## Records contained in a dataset
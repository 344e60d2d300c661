use std::path::PathBuf;
use std::time::Duration;
use vitrine_core::SelectorTable;

/// How long the loader waits for the catalog container before treating the
/// storefront as empty
pub const DEFAULT_RENDER_TIMEOUT: Duration = Duration::from_secs(10);

const DEFAULT_DEBUGGING_PORT: u16 = 9222;

/// Settings for one scrape run
///
/// Concurrent runs must use distinct debugging ports; each run owns its own
/// Chrome process and profile.
#[derive(Debug, Clone)]
pub struct ScrapeConfig {
    pub url: String,
    pub render_timeout: Duration,
    /// Checked before the platform default locations
    pub chrome_path: Option<PathBuf>,
    pub debugging_port: u16,
    pub selectors: SelectorTable,
}

impl ScrapeConfig {
    pub fn new(url: impl Into<String>) -> Self {
        Self {
            url: url.into(),
            render_timeout: DEFAULT_RENDER_TIMEOUT,
            chrome_path: None,
            debugging_port: DEFAULT_DEBUGGING_PORT,
            selectors: SelectorTable::default(),
        }
    }
}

## Task description
Each line of the data should be given back exactly.

## Result for this exercise
repository 344e60d2d300c661
use std::path::PathBuf;
use std::time::Duration;
use vitrine_core::SelectorTable;

/// How long the loader waits for the catalog container before treating the
/// storefront as empty
pub const DEFAULT_RENDER_TIMEOUT: Duration = Duration::from_secs(10);

const DEFAULT_DEBUGGING_PORT: u16 = 9222;

/// Settings for one scrape run
///
/// Concurrent runs must use distinct debugging ports; each run owns its own
/// Chrome process and profile.
#[derive(Debug, Clone)]
pub struct ScrapeConfig {
    pub url: String,
    pub render_timeout: Duration,
    /// Checked before the platform default locations
    pub chrome_path: Option<PathBuf>,
    pub debugging_port: u16,
    pub selectors: SelectorTable,
}

impl ScrapeConfig {
    pub fn new(url: impl Into<String>) -> Self {
        Self {
            url: url.into(),
            render_timeout: DEFAULT_RENDER_TIMEOUT,
            chrome_path: None,
            debugging_port: DEFAULT_DEBUGGING_PORT,
            selectors: SelectorTable::default(),
        }
    }
}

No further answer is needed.